Of the total 414 patients, 18 patients did not have brain or spinal cord MRI data. Three hundred and six patients had baseline brain or spinal cord MRI data, and 163 patients underwent a brain or spinal cord MRI reexamination during the follow-up. All lesions detected in baseline and follow-up MRI examinations were recorded and included in the analysis. Brainstem lesions were more commonly present in NMOSD-NOSIS patients than in NMOSD-OSIS patients [Brainstem (area postrema): 41.94% vs. 19.11%, P = 0.004; Brainstem (periependymal): 16.13% vs. 4.47%, P = 0.027; Brainstem (others): 51.61% vs. 33.33%, P = 0.045]. NMOSD-NOSIS patients had less frequent longitudinally extensive transverse myelitis (LETM), were more likely to have cervical spinal cord lesions, and were less likely to have thoracic spinal cord lesions than were NMOSD-OSIS patients (LETM: 54.84% vs. 73.33%, P = 0.028; cervical segment: 45.16% vs. 24.35%, P = 0.011; thoracic segment: 3.23% vs. 17.97%, P = 0.035) (Table 2).

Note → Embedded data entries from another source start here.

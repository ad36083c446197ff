use axum::extract::State;
use axum::response::{IntoResponse, Json};
use mnemon_types::{ContextDepth, RememberRequest, SearchFilters};
use serde::Deserialize;
use serde_json::Value;

use crate::api::error_response;
use crate::state::AppState;

/// POST /api/memory/remember
pub async fn remember(
    State(state): State<AppState>,
    Json(request): Json<RememberRequest>,
) -> impl IntoResponse {
    match state.engine.remember(&request).await {
        Ok(outcome) => Json(outcome).into_response(),
        Err(err) => error_response(err),
    }
}

#[derive(Debug, Deserialize)]
pub struct RecallBody {
    pub query: String,
    #[serde(default = "default_k")]
    pub k: usize,
    #[serde(default)]
    pub filters: Option<SearchFilters>,
}

fn default_k() -> usize {
    10
}

/// POST /api/memory/recall
pub async fn recall(
    State(state): State<AppState>,
    Json(body): Json<RecallBody>,
) -> impl IntoResponse {
    match state.engine.recall(&body.query, body.k, body.filters).await {
        Ok(outcome) => Json(serde_json::json!({
            "results": outcome.results,
            "total": outcome.results.len(),
            "took_ms": outcome.took_ms,
            "degraded": outcome.degraded,
            "abstained": outcome.abstained,
        }))
        .into_response(),
        Err(err) => error_response(err),
    }
}

#[derive(Debug, Deserialize)]
pub struct ContextBody {
    pub task: String,
    #[serde(default)]
    pub filters: Option<SearchFilters>,
    #[serde(default)]
    pub depth: ContextDepth,
}

/// POST /api/memory/context
pub async fn context(
    State(state): State<AppState>,
    Json(body): Json<ContextBody>,
) -> impl IntoResponse {
    match state
        .engine
        .get_context(&body.task, body.filters, body.depth)
        .await
    {
        Ok(outcome) => Json(serde_json::json!({
            "results": outcome.results,
            "total": outcome.results.len(),
            "took_ms": outcome.took_ms,
        }))
        .into_response(),
        Err(err) => error_response(err),
    }
}

#[derive(Debug, Deserialize)]
pub struct QueryBody {
    pub query: String,
    #[serde(default)]
    pub params: Value,
}

/// POST /api/query: read-only graph query, guard-checked.
pub async fn query(
    State(state): State<AppState>,
    Json(body): Json<QueryBody>,
) -> impl IntoResponse {
    match state.engine.query(&body.query, body.params).await {
        Ok(rows) => Json(serde_json::json!({"rows": rows})).into_response(),
        Err(err) => error_response(err),
    }
}
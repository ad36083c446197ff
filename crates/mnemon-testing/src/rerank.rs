use std::collections::HashMap;
use std::sync::atomic::{AtomicBool, AtomicUsize, Ordering};

use async_trait::async_trait;
use mnemon_store::{Error, RerankDoc, Reranker, Result};
use mnemon_types::RerankTier;
use parking_lot::Mutex;

/// Reranker double with scripted per-document scores.
///
/// Unknown documents get 0.5; a failure flag covers the
/// rerank-failure-returns-fused-list path.
pub struct ScriptedReranker {
    tier: RerankTier,
    scores: Mutex<HashMap<String, f64>>,
    failing: AtomicBool,
    calls: AtomicUsize,
}

impl ScriptedReranker {
    pub fn new(tier: RerankTier) -> Self {
        Self {
            tier,
            scores: Mutex::new(HashMap::new()),
            failing: AtomicBool::new(false),
            calls: AtomicUsize::new(0),
        }
    }

    pub fn with_scores(tier: RerankTier, scores: HashMap<String, f64>) -> Self {
        let reranker = Self::new(tier);
        *reranker.scores.lock() = scores;
        reranker
    }

    pub fn set_failing(&self, failing: bool) {
        self.failing.store(failing, Ordering::SeqCst);
    }

    pub fn call_count(&self) -> usize {
        self.calls.load(Ordering::SeqCst)
    }

    pub fn score(&self, id: impl Into<String>, score: f64) {
        self.scores.lock().insert(id.into(), score);
    }
}

#[async_trait]
impl Reranker for ScriptedReranker {
    fn tier(&self) -> RerankTier {
        self.tier
    }

    async fn rerank(&self, _query: &str, docs: &[RerankDoc]) -> Result<Vec<f64>> {
        self.calls.fetch_add(1, Ordering::SeqCst);
        if self.failing.load(Ordering::SeqCst) {
            return Err(Error::Transient("reranker timeout".to_string()));
        }
        let scores = self.scores.lock();
        Ok(docs
            .iter()
            .map(|doc| scores.get(&doc.id).copied().unwrap_or(0.5))
            .collect())
    }
}
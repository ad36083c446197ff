use serde::Deserialize;
use serde_json::Value;

#[derive(Debug, Deserialize)]
#[serde(tag = "type")]
#[serde(rename_all = "snake_case")]
pub(crate) enum StreamRecord {
    System(SystemRecord),
    User(UserRecord),
    Assistant(AssistantRecord),
    Result(ResultRecord),
    #[serde(other)]
    Unknown,
}

#[derive(Debug, Deserialize)]
pub(crate) struct SystemRecord {
    #[serde(default)]
    pub subtype: Option<String>,
    #[serde(default)]
    pub session_id: Option<String>,
    #[serde(default)]
    pub model: Option<String>,
}

#[derive(Debug, Deserialize)]
pub(crate) struct UserRecord {
    pub message: UserMessage,
    #[serde(default)]
    pub session_id: Option<String>,
}

#[derive(Debug, Deserialize)]
pub(crate) struct UserMessage {
    #[serde(deserialize_with = "deserialize_user_content")]
    pub content: Vec<UserContent>,
}

fn deserialize_user_content<'de, D>(deserializer: D) -> Result<Vec<UserContent>, D::Error>
where
    D: serde::Deserializer<'de>,
{
    use serde::Deserialize;

    #[derive(Deserialize)]
    #[serde(untagged)]
    enum StringOrArray {
        String(String),
        Array(Vec<UserContent>),
    }

    match StringOrArray::deserialize(deserializer)? {
        StringOrArray::String(s) => Ok(vec![UserContent::Text { text: s }]),
        StringOrArray::Array(arr) => Ok(arr),
    }
}

#[derive(Debug, Deserialize)]
#[serde(tag = "type")]
#[serde(rename_all = "snake_case")]
pub(crate) enum UserContent {
    Text {
        text: String,
    },
    ToolResult {
        tool_use_id: String,
        #[serde(default)]
        content: Option<Value>,
        #[serde(default)]
        is_error: bool,
    },
    #[serde(other)]
    Unknown,
}

#[derive(Debug, Deserialize)]
pub(crate) struct AssistantRecord {
    pub message: AssistantMessage,
    #[serde(default)]
    pub session_id: Option<String>,
}

#[derive(Debug, Deserialize)]
pub(crate) struct AssistantMessage {
    #[serde(default)]
    pub model: Option<String>,
    pub content: Vec<AssistantContent>,
    #[serde(default)]
    pub stop_reason: Option<String>,
    #[serde(default)]
    pub usage: Option<TokenUsage>,
}

#[derive(Debug, Deserialize)]
#[serde(tag = "type")]
#[serde(rename_all = "snake_case")]
pub(crate) enum AssistantContent {
    Text {
        text: String,
    },
    Thinking {
        thinking: String,
    },
    ToolUse {
        id: String,
        name: String,
        input: Value,
    },
    #[serde(other)]
    Unknown,
}

#[derive(Debug, Deserialize)]
pub(crate) struct ResultRecord {
    #[serde(default)]
    pub subtype: Option<String>,
    #[serde(default)]
    pub session_id: Option<String>,
    #[serde(default)]
    pub duration_ms: Option<u64>,
    #[serde(default)]
    pub duration_api_ms: Option<u64>,
    #[serde(default)]
    pub usage: Option<TokenUsage>,
}

#[derive(Debug, Deserialize, Default)]
pub(crate) struct TokenUsage {
    #[serde(default)]
    pub input_tokens: u64,
    #[serde(default)]
    pub output_tokens: u64,
    #[serde(default)]
    pub cache_read_input_tokens: u64,
    #[serde(default)]
    pub cache_creation_input_tokens: u64,
}
mod cache;
mod hash;

pub use cache::{DedupCache, DedupConfig, DedupEntry, DedupKey};
pub use hash::{content_hash, fnv1a64, HASH_CONTENT_LIMIT};
use std::collections::HashSet;
use std::sync::atomic::{AtomicBool, Ordering};

use async_trait::async_trait;
use chrono::{DateTime, Utc};
use mnemon_store::{Error, GraphStore, Result};
use mnemon_types::{
    max_sentinel, Bitemporal, EdgeKind, EdgeRecord, NodeRecord, NodeRow, TemporalRef,
};
use parking_lot::Mutex;
use serde_json::Value;

/// No tt means current knowledge (the open row); a tt is a point
/// query on the transaction axis.
fn tt_selects(bitemporal: &Bitemporal, tt: Option<DateTime<Utc>>) -> bool {
    match tt {
        None => bitemporal.is_current(),
        Some(tt) => bitemporal.tt_start <= tt && tt < bitemporal.tt_end,
    }
}

struct StoredRow {
    row_id: i64,
    node: NodeRecord,
}

struct GraphData {
    rows: Vec<StoredRow>,
    edges: Vec<EdgeRecord>,
    hashes: HashSet<(String, String)>,
    next_row_id: i64,
}

/// In-memory graph store double with the same bitemporal semantics as
/// the embedded store, plus failure injection and query recording.
pub struct MockGraphStore {
    data: Mutex<GraphData>,
    unavailable: AtomicBool,
    queries: Mutex<Vec<(String, Value)>>,
    query_response: Mutex<Vec<Value>>,
}

impl MockGraphStore {
    pub fn new() -> Self {
        Self {
            data: Mutex::new(GraphData {
                rows: Vec::new(),
                edges: Vec::new(),
                hashes: HashSet::new(),
                next_row_id: 1,
            }),
            unavailable: AtomicBool::new(false),
            queries: Mutex::new(Vec::new()),
            query_response: Mutex::new(Vec::new()),
        }
    }

    /// Make every operation fail with `Error::Unavailable`.
    pub fn set_unavailable(&self, down: bool) {
        self.unavailable.store(down, Ordering::SeqCst);
    }

    /// Raw queries recorded through `query()`.
    pub fn recorded_queries(&self) -> Vec<(String, Value)> {
        self.queries.lock().clone()
    }

    /// Script the rows the next `query()` calls return.
    pub fn set_query_response(&self, rows: Vec<Value>) {
        *self.query_response.lock() = rows;
    }

    /// All current (open) nodes, for assertions.
    pub fn current_nodes(&self) -> Vec<NodeRecord> {
        let data = self.data.lock();
        data.rows
            .iter()
            .filter(|r| r.node.bitemporal.is_current())
            .map(|r| r.node.clone())
            .collect()
    }

    /// All edges, for assertions.
    pub fn all_edges(&self) -> Vec<EdgeRecord> {
        self.data.lock().edges.clone()
    }

    /// Total physical rows (current + closed).
    pub fn row_count(&self) -> usize {
        self.data.lock().rows.len()
    }

    fn check_up(&self) -> Result<()> {
        if self.unavailable.load(Ordering::SeqCst) {
            Err(Error::Unavailable("mock graph store down".to_string()))
        } else {
            Ok(())
        }
    }
}

impl Default for MockGraphStore {
    fn default() -> Self {
        Self::new()
    }
}

#[async_trait]
impl GraphStore for MockGraphStore {
    async fn insert_node(&self, node: &NodeRecord) -> Result<()> {
        self.check_up()?;
        let mut data = self.data.lock();
        let row_id = data.next_row_id;
        data.next_row_id += 1;
        data.rows.push(StoredRow {
            row_id,
            node: node.clone(),
        });
        Ok(())
    }

    async fn amend_node(
        &self,
        id: &str,
        properties: Value,
        now: DateTime<Utc>,
    ) -> Result<NodeRecord> {
        self.check_up()?;
        let mut data = self.data.lock();

        let current = data
            .rows
            .iter_mut()
            .find(|r| r.node.id == id && r.node.bitemporal.is_current())
            .ok_or_else(|| Error::Contract(format!("no current row for node {}", id)))?;

        current.node.bitemporal.tt_end = now;

        let mut merged = current.node.properties.clone();
        if let (Value::Object(target), Value::Object(source)) = (&mut merged, &properties) {
            for (key, value) in source {
                target.insert(key.clone(), value.clone());
            }
        } else if !properties.is_null() {
            merged = properties;
        }

        let successor = NodeRecord {
            id: current.node.id.clone(),
            labels: current.node.labels.clone(),
            properties: merged,
            session_id: current.node.session_id.clone(),
            bitemporal: {
                let mut bt = current.node.bitemporal;
                bt.tt_start = now;
                bt.tt_end = max_sentinel();
                bt
            },
        };

        let row_id = data.next_row_id;
        data.next_row_id += 1;
        data.rows.push(StoredRow {
            row_id,
            node: successor.clone(),
        });
        Ok(successor)
    }

    async fn get_node(&self, id: &str, at: TemporalRef) -> Result<Option<NodeRecord>> {
        self.check_up()?;
        let data = self.data.lock();

        Ok(data
            .rows
            .iter()
            .find(|r| {
                r.node.id == id
                    && tt_selects(&r.node.bitemporal, at.tt)
                    && at.vt.map_or(true, |vt| {
                        r.node.bitemporal.vt_start <= vt && vt < r.node.bitemporal.vt_end
                    })
            })
            .map(|r| r.node.clone()))
    }

    async fn insert_edge(&self, edge: &EdgeRecord) -> Result<()> {
        self.check_up()?;
        let mut data = self.data.lock();
        let exists = data
            .edges
            .iter()
            .any(|e| e.kind == edge.kind && e.from == edge.from && e.to == edge.to);
        if !exists {
            data.edges.push(edge.clone());
        }
        Ok(())
    }

    async fn edges_from(&self, id: &str, kind: EdgeKind) -> Result<Vec<EdgeRecord>> {
        self.check_up()?;
        let data = self.data.lock();
        Ok(data
            .edges
            .iter()
            .filter(|e| e.from == id && e.kind == kind)
            .cloned()
            .collect())
    }

    async fn edges_to(&self, id: &str, kind: EdgeKind) -> Result<Vec<EdgeRecord>> {
        self.check_up()?;
        let data = self.data.lock();
        Ok(data
            .edges
            .iter()
            .filter(|e| e.to == id && e.kind == kind)
            .cloned()
            .collect())
    }

    async fn session_nodes(
        &self,
        session_id: &str,
        label: Option<&str>,
        at: TemporalRef,
    ) -> Result<Vec<NodeRecord>> {
        self.check_up()?;
        let data = self.data.lock();

        let mut nodes: Vec<NodeRecord> = data
            .rows
            .iter()
            .filter(|r| {
                r.node.session_id.as_deref() == Some(session_id)
                    && tt_selects(&r.node.bitemporal, at.tt)
                    && at.vt.map_or(true, |vt| {
                        r.node.bitemporal.vt_start <= vt && vt < r.node.bitemporal.vt_end
                    })
                    && label.map_or(true, |l| r.node.has_label(l))
            })
            .map(|r| r.node.clone())
            .collect();
        nodes.sort_by(|a, b| {
            a.bitemporal
                .vt_start
                .cmp(&b.bitemporal.vt_start)
                .then_with(|| a.id.cmp(&b.id))
        });
        Ok(nodes)
    }

    async fn record_content_hash(&self, session_id: &str, hash: u64) -> Result<bool> {
        self.check_up()?;
        let mut data = self.data.lock();
        Ok(data.hashes.insert((session_id.to_string(), hash.to_string())))
    }

    async fn find_live_memory(&self, session_id: &str, hash: u64) -> Result<Option<NodeRecord>> {
        self.check_up()?;
        let data = self.data.lock();
        Ok(data
            .rows
            .iter()
            .find(|r| {
                r.node.bitemporal.is_current()
                    && r.node.session_id.as_deref() == Some(session_id)
                    && r.node.has_label("Memory")
                    && r.node.prop_u64("content_hash") == Some(hash)
            })
            .map(|r| r.node.clone()))
    }

    async fn keyword_search(&self, query: &str, limit: usize) -> Result<Vec<NodeRecord>> {
        self.check_up()?;
        let data = self.data.lock();
        let needle = query.to_lowercase();
        Ok(data
            .rows
            .iter()
            .filter(|r| {
                r.node.bitemporal.is_current()
                    && r.node.properties.to_string().to_lowercase().contains(&needle)
            })
            .take(limit)
            .map(|r| r.node.clone())
            .collect())
    }

    async fn query(&self, query: &str, params: Value) -> Result<Vec<Value>> {
        self.check_up()?;
        self.queries.lock().push((query.to_string(), params));
        Ok(self.query_response.lock().clone())
    }

    async fn expired_rows(&self, cutoff: DateTime<Utc>, limit: usize) -> Result<Vec<NodeRow>> {
        self.check_up()?;
        let data = self.data.lock();
        Ok(data
            .rows
            .iter()
            .filter(|r| r.node.bitemporal.tt_end < cutoff)
            .take(limit)
            .map(|r| NodeRow {
                row_id: r.row_id,
                node: r.node.clone(),
            })
            .collect())
    }

    async fn remove_rows(&self, row_ids: &[i64]) -> Result<usize> {
        self.check_up()?;
        let mut data = self.data.lock();
        let before = data.rows.len();
        data.rows.retain(|r| !row_ids.contains(&r.row_id));
        Ok(before - data.rows.len())
    }
}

Evaluation of the pre- and post-treatment ARRs for the main treatment modalities between NMOSD-NOSIS and NMOSD-OSIS patients is shown in Table 3. Three hundred and three out of 414 patients treated with immunosuppressive agents for more than 1 year were included in the analysis; 178 were administered azathioprine (2 mg/kg daily), 105 were given mycophenolate mofetil (1 g/day), and 20 were given rituximab [500 mg through intravenous infusion, repeated 2 weeks later. This cycle was repeated every 6 months (4 cycles in total for each patient)]. ARR decreased significantly after the three major immunosuppressant therapies in both the NMOSD-OSIS and NMOSD-NOSIS groups.